## Your goal:
Please filter the listing below and copy out the lines that hold "SpeakerEmbedding".

- Opening Delimiter -

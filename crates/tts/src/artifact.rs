use std::path::PathBuf;

use hf_hub::{
    Repo,
    api::sync::{Api, ApiBuilder},
};
use secrecy::{ExposeSecret, SecretString};
use vibevoice_config::{ArtifactLocation, RepoType};

use crate::error::{Result, TtsError};

/// Environment variables consulted for a Hub token when none is configured
const TOKEN_ENV_VARS: [&str; 3] = ["HF_TOKEN", "HUGGING_FACE_HUB_TOKEN", "HUGGINGFACE_TOKEN"];

/// Resolves model files from a local directory or the Hugging Face Hub
///
/// Hub downloads land in the shared Hub cache (`HF_HOME`), so repeated
/// process starts reuse earlier downloads.
pub struct ArtifactFetcher {
    token: Option<SecretString>,
}

impl ArtifactFetcher {
    /// Create a fetcher, falling back to the usual Hub token variables
    pub fn new(token: Option<SecretString>) -> Self {
        let token = token
            .filter(|token| !token.expose_secret().trim().is_empty())
            .or_else(token_from_env);

        Self { token }
    }

    /// Return a local path for `file` under `location`
    pub fn fetch(&self, location: &ArtifactLocation, file: &str) -> Result<PathBuf> {
        match location {
            ArtifactLocation::Local(dir) => {
                let path = dir.join(file);

                if path.is_file() {
                    Ok(path)
                } else {
                    Err(TtsError::Artifact {
                        source_name: dir.display().to_string(),
                        file: file.to_string(),
                        message: "file does not exist".to_string(),
                    })
                }
            }
            ArtifactLocation::Hub {
                repo,
                revision,
                repo_type,
            } => {
                tracing::debug!(repo, revision, file, "resolving Hub artifact");

                let artifact_error = |message: String| TtsError::Artifact {
                    source_name: format!("{repo}@{revision}"),
                    file: file.to_string(),
                    message,
                };

                let api = self.api().map_err(|e| artifact_error(e.to_string()))?;
                let repo_type = match repo_type {
                    RepoType::Model => hf_hub::RepoType::Model,
                    RepoType::Dataset => hf_hub::RepoType::Dataset,
                };

                api.repo(Repo::with_revision(repo.clone(), repo_type, revision.clone()))
                    .get(file)
                    .map_err(|e| artifact_error(e.to_string()))
            }
        }
    }

    fn api(&self) -> std::result::Result<Api, hf_hub::api::sync::ApiError> {
        let mut builder = ApiBuilder::from_env().with_progress(false);

        if let Some(token) = &self.token {
            builder = builder.with_token(Some(token.expose_secret().to_string()));
        }

        builder.build()
    }
}

fn token_from_env() -> Option<SecretString> {
    TOKEN_ENV_VARS
        .iter()
        .filter_map(|name| std::env::var(name).ok())
        .find(|value| !value.trim().is_empty())
        .map(SecretString::from)
}
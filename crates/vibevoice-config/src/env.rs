use std::sync::OnceLock;

use regex::{Captures, Regex};

/// Expand `{{ env.VAR }}` and `{{ env.VAR | default("value") }}` placeholders
///
/// Runs on the raw TOML text before deserialization. Lines whose first
/// non-blank character is `#` are copied verbatim.
pub fn expand_env(input: &str) -> Result<String, String> {
    let lines: Vec<String> = input
        .split('\n')
        .map(|line| {
            if line.trim_start().starts_with('#') {
                Ok(line.to_string())
            } else {
                expand_line(line)
            }
        })
        .collect::<Result<_, _>>()?;

    Ok(lines.join("\n"))
}

fn placeholder() -> &'static Regex {
    static RE: OnceLock<Regex> = OnceLock::new();
    RE.get_or_init(|| {
        Regex::new(r#"\{\{\s*([A-Za-z0-9_.]+)\s*(?:\|\s*default\("([^"]*)"\))?\s*\}\}"#).expect("must be valid regex")
    })
}

fn expand_line(line: &str) -> Result<String, String> {
    let mut failure = None;

    let expanded = placeholder().replace_all(line, |captures: &Captures<'_>| {
        match resolve(&captures[1], captures.get(2).map(|m| m.as_str())) {
            Ok(value) => value,
            Err(e) => {
                failure.get_or_insert(e);
                String::new()
            }
        }
    });

    match failure {
        Some(e) => Err(e),
        None => Ok(expanded.into_owned()),
    }
}

fn resolve(key: &str, default: Option<&str>) -> Result<String, String> {
    let Some(var_name) = key.strip_prefix("env.").filter(|name| !name.is_empty() && !name.contains('.')) else {
        return Err(format!("only variables scoped with 'env.' are supported: `{key}`"));
    };

    match (std::env::var(var_name), default) {
        (Ok(value), _) => Ok(value),
        (Err(_), Some(default)) => Ok(default.to_string()),
        (Err(_), None) => Err(format!("environment variable not found: `{var_name}`")),
    }
}
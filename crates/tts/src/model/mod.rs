//! Loaded model families and the context shared by synthesis calls

mod primary;
mod speecht5;

pub use primary::OnnxWaveformModel;
pub use speecht5::{HifiGanVocoder, SpeechT5Config, SpeechT5Model};

use crate::{device::ComputeDevice, error::Result, preprocess::Preprocessor, speaker::SpeakerEmbedding};

/// Sample rate of the fallback family's vocoder output
pub const FALLBACK_SAMPLE_RATE: u32 = 16_000;

/// Text-to-waveform model run as one graph
pub trait WaveformModel: Send + Sync {
    /// Generate mono samples for a row of token ids
    fn generate(&self, input_ids: &[i64]) -> Result<Vec<f32>>;
}

/// Seq2seq model producing a mel spectrogram conditioned on a speaker
pub trait SpectrogramModel: Send + Sync {
    fn generate_speech(&self, input_ids: &[i64], speaker: &SpeakerEmbedding) -> Result<Spectrogram>;
}

/// Neural vocoder mapping a mel spectrogram to samples
pub trait Vocoder: Send + Sync {
    fn vocode(&self, spectrogram: &Spectrogram) -> Result<Vec<f32>>;
}

/// Row-major `[frames, mel_bins]` spectrogram
#[derive(Debug, Clone, PartialEq)]
pub struct Spectrogram {
    pub mel_bins: usize,
    pub data: Vec<f32>,
}

impl Spectrogram {
    pub fn frames(&self) -> usize {
        self.data.len().checked_div(self.mel_bins).unwrap_or(0)
    }
}

/// Which model family a context holds
#[derive(Debug, Clone, Copy, PartialEq, Eq, serde::Serialize, strum::Display, strum::AsRefStr)]
#[serde(rename_all = "snake_case")]
#[strum(serialize_all = "snake_case")]
pub enum FamilyKind {
    Primary,
    Fallback,
}

/// The loaded models, tagged by family
pub enum ModelFamily {
    Primary {
        preprocessor: Box<dyn Preprocessor>,
        model: Box<dyn WaveformModel>,
    },
    Fallback {
        preprocessor: Box<dyn Preprocessor>,
        model: Box<dyn SpectrogramModel>,
        vocoder: Box<dyn Vocoder>,
        speaker_embedding: SpeakerEmbedding,
    },
}

impl ModelFamily {
    pub const fn kind(&self) -> FamilyKind {
        match self {
            Self::Primary { .. } => FamilyKind::Primary,
            Self::Fallback { .. } => FamilyKind::Fallback,
        }
    }
}

/// Everything a synthesis call needs, built once per process
pub struct ModelContext {
    device: ComputeDevice,
    family: ModelFamily,
}

impl ModelContext {
    pub const fn new(device: ComputeDevice, family: ModelFamily) -> Self {
        Self { device, family }
    }

    pub const fn device(&self) -> ComputeDevice {
        self.device
    }

    pub const fn family(&self) -> &ModelFamily {
        &self.family
    }

    pub const fn kind(&self) -> FamilyKind {
        self.family.kind()
    }
}
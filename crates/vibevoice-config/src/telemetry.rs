pub mod exporters;
pub mod tracing;

use std::collections::HashMap;

use serde::Deserialize;

use self::{exporters::ExporterConfig, tracing::TracingConfig};

/// Telemetry configuration
#[derive(Debug, Deserialize)]
#[serde(deny_unknown_fields)]
pub struct TelemetryConfig {
    /// Service name attached to exported traces and metrics
    #[serde(default = "default_service_name")]
    pub service_name: String,
    /// Console log line format
    #[serde(default)]
    pub log_format: LogFormat,
    /// Additional resource attributes
    #[serde(default)]
    pub resource_attributes: HashMap<String, String>,
    /// Default exporter configuration (shared by traces and metrics)
    #[serde(default)]
    pub exporter: Option<ExporterConfig>,
    /// Tracing-specific configuration
    #[serde(default)]
    pub tracing: Option<TracingConfig>,
    /// Metrics-specific configuration
    #[serde(default)]
    pub metrics: Option<MetricsConfig>,
}

impl Default for TelemetryConfig {
    fn default() -> Self {
        Self {
            service_name: default_service_name(),
            log_format: LogFormat::default(),
            resource_attributes: HashMap::new(),
            exporter: None,
            tracing: None,
            metrics: None,
        }
    }
}

/// Console log line format
#[derive(Debug, Clone, Copy, Default, PartialEq, Eq, Deserialize)]
#[serde(rename_all = "snake_case")]
pub enum LogFormat {
    /// Human-readable single-line output
    #[default]
    Text,
    /// One JSON object per event
    Json,
}

/// Metrics configuration
#[derive(Debug, Clone, Deserialize)]
#[serde(deny_unknown_fields)]
pub struct MetricsConfig {
    /// Override the default exporter for metrics
    #[serde(default)]
    pub exporter: Option<ExporterConfig>,
}

fn default_service_name() -> String {
    crate::server::DEFAULT_SERVICE_NAME.to_string()
}
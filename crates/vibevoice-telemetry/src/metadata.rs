use opentelemetry::KeyValue;
use opentelemetry_sdk::Resource;
use opentelemetry_semantic_conventions::resource as semconv;
use vibevoice_config::TelemetryConfig;

/// Build an OpenTelemetry Resource describing this service instance
pub fn build_resource(config: &TelemetryConfig) -> Resource {
    let attrs = [
        KeyValue::new(semconv::SERVICE_NAME, config.service_name.clone()),
        KeyValue::new(semconv::SERVICE_VERSION, env!("CARGO_PKG_VERSION")),
    ]
    .into_iter()
    .chain(
        config
            .resource_attributes
            .iter()
            .map(|(key, value)| KeyValue::new(key.clone(), value.clone())),
    );

    Resource::builder().with_attributes(attrs).build()
}
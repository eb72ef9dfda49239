use serde::Deserialize;
use url::Url;

/// OTLP exporter configuration
#[derive(Debug, Clone, Deserialize)]
#[serde(deny_unknown_fields)]
pub struct ExporterConfig {
    /// OTLP endpoint URL
    pub endpoint: Url,
    /// Export protocol
    #[serde(default)]
    pub protocol: ExportProtocol,
    /// Metric export interval in seconds
    #[serde(default = "default_export_interval")]
    pub export_interval: u64,
}

/// OTLP export protocol
#[derive(Debug, Clone, Copy, Default, Deserialize)]
#[serde(rename_all = "snake_case")]
pub enum ExportProtocol {
    /// gRPC (default)
    #[default]
    Grpc,
    /// HTTP/protobuf
    HttpProto,
}

const fn default_export_interval() -> u64 {
    30
}
//! In-process stand-ins for the ONNX model families
//!
//! The mock preprocessor emits one token per character and records every
//! text it sees. The mock waveform model emits `SAMPLES_PER_TOKEN` samples
//! per token, so response durations reveal how much text reached the model.

use std::{
    sync::{
        Arc, Mutex,
        atomic::{AtomicUsize, Ordering},
    },
    time::Duration,
};

use tts::{
    ComputeDevice, ModelContext, ModelFamily, Preprocessor, SpeakerEmbedding, Spectrogram, SpectrogramModel, TtsError,
    Vocoder, WaveformModel,
};

pub const SAMPLES_PER_TOKEN: usize = 100;
pub const PRIMARY_SAMPLE_RATE: u32 = 24_000;

/// Observations shared between a mock family and the test
#[derive(Clone, Default)]
pub struct Probe {
    seen_text: Arc<Mutex<Vec<String>>>,
    in_flight: Arc<AtomicUsize>,
    max_in_flight: Arc<AtomicUsize>,
    calls: Arc<AtomicUsize>,
}

impl Probe {
    pub fn seen_text(&self) -> Vec<String> {
        self.seen_text.lock().unwrap().clone()
    }

    pub fn calls(&self) -> usize {
        self.calls.load(Ordering::SeqCst)
    }

    pub fn max_in_flight(&self) -> usize {
        self.max_in_flight.load(Ordering::SeqCst)
    }
}

struct CharPreprocessor {
    probe: Probe,
    sampling_rate: Option<u32>,
}

impl Preprocessor for CharPreprocessor {
    fn encode(&self, text: &str) -> tts::Result<Vec<i64>> {
        self.probe.seen_text.lock().unwrap().push(text.to_owned());
        Ok(text.chars().map(|c| i64::from(u32::from(c))).collect())
    }

    fn sampling_rate(&self) -> Option<u32> {
        self.sampling_rate
    }
}

struct MockWaveform {
    probe: Probe,
    delay: Duration,
    fail_with: Option<String>,
}

impl WaveformModel for MockWaveform {
    fn generate(&self, input_ids: &[i64]) -> tts::Result<Vec<f32>> {
        self.probe.calls.fetch_add(1, Ordering::SeqCst);
        let current = self.probe.in_flight.fetch_add(1, Ordering::SeqCst) + 1;
        self.probe.max_in_flight.fetch_max(current, Ordering::SeqCst);

        std::thread::sleep(self.delay);
        self.probe.in_flight.fetch_sub(1, Ordering::SeqCst);

        match &self.fail_with {
            Some(message) => Err(TtsError::Runtime(message.clone())),
            None => Ok((0..input_ids.len() * SAMPLES_PER_TOKEN)
                .map(|i| if i % 2 == 0 { 0.5 } else { -0.5 })
                .collect()),
        }
    }
}

struct MockSpectrogram;

impl SpectrogramModel for MockSpectrogram {
    fn generate_speech(&self, input_ids: &[i64], _speaker: &SpeakerEmbedding) -> tts::Result<Spectrogram> {
        Ok(Spectrogram {
            mel_bins: 80,
            data: vec![0.0; input_ids.len() * 80],
        })
    }
}

/// One frame becomes `SAMPLES_PER_TOKEN` samples
struct MockVocoder;

impl Vocoder for MockVocoder {
    fn vocode(&self, spectrogram: &Spectrogram) -> tts::Result<Vec<f32>> {
        Ok(vec![0.0; spectrogram.frames() * SAMPLES_PER_TOKEN])
    }
}

/// Builder for mock model contexts
pub struct MockModel {
    probe: Probe,
    delay: Duration,
    fail_with: Option<String>,
}

impl MockModel {
    pub fn new() -> Self {
        Self {
            probe: Probe::default(),
            delay: Duration::ZERO,
            fail_with: None,
        }
    }

    /// Make every generation take `delay`
    pub fn with_delay(mut self, delay: Duration) -> Self {
        self.delay = delay;
        self
    }

    /// Make every generation fail with `message`
    pub fn failing(mut self, message: &str) -> Self {
        self.fail_with = Some(message.to_owned());
        self
    }

    pub fn probe(&self) -> Probe {
        self.probe.clone()
    }

    /// Primary family at `PRIMARY_SAMPLE_RATE`
    pub fn primary(self) -> ModelContext {
        let family = ModelFamily::Primary {
            preprocessor: Box::new(CharPreprocessor {
                probe: self.probe.clone(),
                sampling_rate: Some(PRIMARY_SAMPLE_RATE),
            }),
            model: Box::new(MockWaveform {
                probe: self.probe,
                delay: self.delay,
                fail_with: self.fail_with,
            }),
        };

        ModelContext::new(ComputeDevice::Cpu, family)
    }

    /// Fallback family; the vocoder runs at 16 kHz
    pub fn fallback(self) -> ModelContext {
        let family = ModelFamily::Fallback {
            preprocessor: Box::new(CharPreprocessor {
                probe: self.probe,
                sampling_rate: None,
            }),
            model: Box::new(MockSpectrogram),
            vocoder: Box::new(MockVocoder),
            speaker_embedding: SpeakerEmbedding::new(vec![0.0; 512]).unwrap(),
        };

        ModelContext::new(ComputeDevice::Cpu, family)
    }
}
use serde::Deserialize;

/// Path of the liveness route unless overridden
pub const DEFAULT_HEALTH_PATH: &str = "/health";

/// Liveness endpoint configuration
///
/// The route answers `{"status": "ok", "service": ...}` whether or not a
/// model has finished loading.
#[derive(Debug, Clone, Deserialize)]
#[serde(deny_unknown_fields, default)]
pub struct HealthConfig {
    pub enabled: bool,
    pub path: String,
}

impl Default for HealthConfig {
    fn default() -> Self {
        Self {
            enabled: true,
            path: DEFAULT_HEALTH_PATH.to_string(),
        }
    }
}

- Closing Delimiter -

## Answer space:
use crate::{device::ComputeDevice, error::Result, preprocess::Preprocessor, speaker::SpeakerEmbedding};
    fn generate_speech(&self, input_ids: &[i64], speaker: &SpeakerEmbedding) -> Result<Spectrogram>;
        speaker_embedding: SpeakerEmbedding,
    ComputeDevice, ModelContext, ModelFamily, Preprocessor, SpeakerEmbedding, Spectrogram, SpectrogramModel, TtsError,
    fn generate_speech(&self, input_ids: &[i64], _speaker: &SpeakerEmbedding) -> tts::Result<Spectrogram> {
            speaker_embedding: SpeakerEmbedding::new(vec![0.0; 512]).unwrap(),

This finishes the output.